[Input for this task — start]

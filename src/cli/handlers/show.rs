// src/cli/handlers/show.rs

use crate::cli::handlers::commons::{self, TreeStyle};
use crate::core::actions::Action;
use crate::core::properties::PropertyStore;
use anyhow::Result;
use colored::Colorize;

/// Prints the parsed menu trees exactly as defined, without evaluating
/// validators or expanding properties.
pub fn handle(path: Option<String>) -> Result<()> {
    let target = commons::resolve_target(path.as_deref())?;
    let configurations = commons::load_all(&target)?;

    // An empty store: `show` renders raw names, so it is only here to
    // satisfy the renderer.
    let store = PropertyStore::new();

    for config in &configurations {
        commons::print_configuration(config, &store, TreeStyle::Definition);
        for action in config.defaults() {
            if let Action::Property { name, value } = action {
                println!("{}", format!("default: {name} = {value:?}").dimmed());
            }
        }
    }
    Ok(())
}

[Input for this task — finish]

### Exercise
Transcribe only the trailing portion of the entries above: the line that contains "let target = commons::resolve_target(path.as_deref())?;" and each line after it.

### Response to this exercise
    let target = commons::resolve_target(path.as_deref())?;
    let configurations = commons::load_all(&target)?;

    // An empty store: `show` renders raw names, so it is only here to
    // satisfy the renderer.
    let store = PropertyStore::new();

    for config in &configurations {
        commons::print_configuration(config, &store, TreeStyle::Definition);
        for action in config.defaults() {
            if let Action::Property { name, value } = action {
                println!("{}", format!("default: {name} = {value:?}").dimmed());
            }
        }
    }
    Ok(())
}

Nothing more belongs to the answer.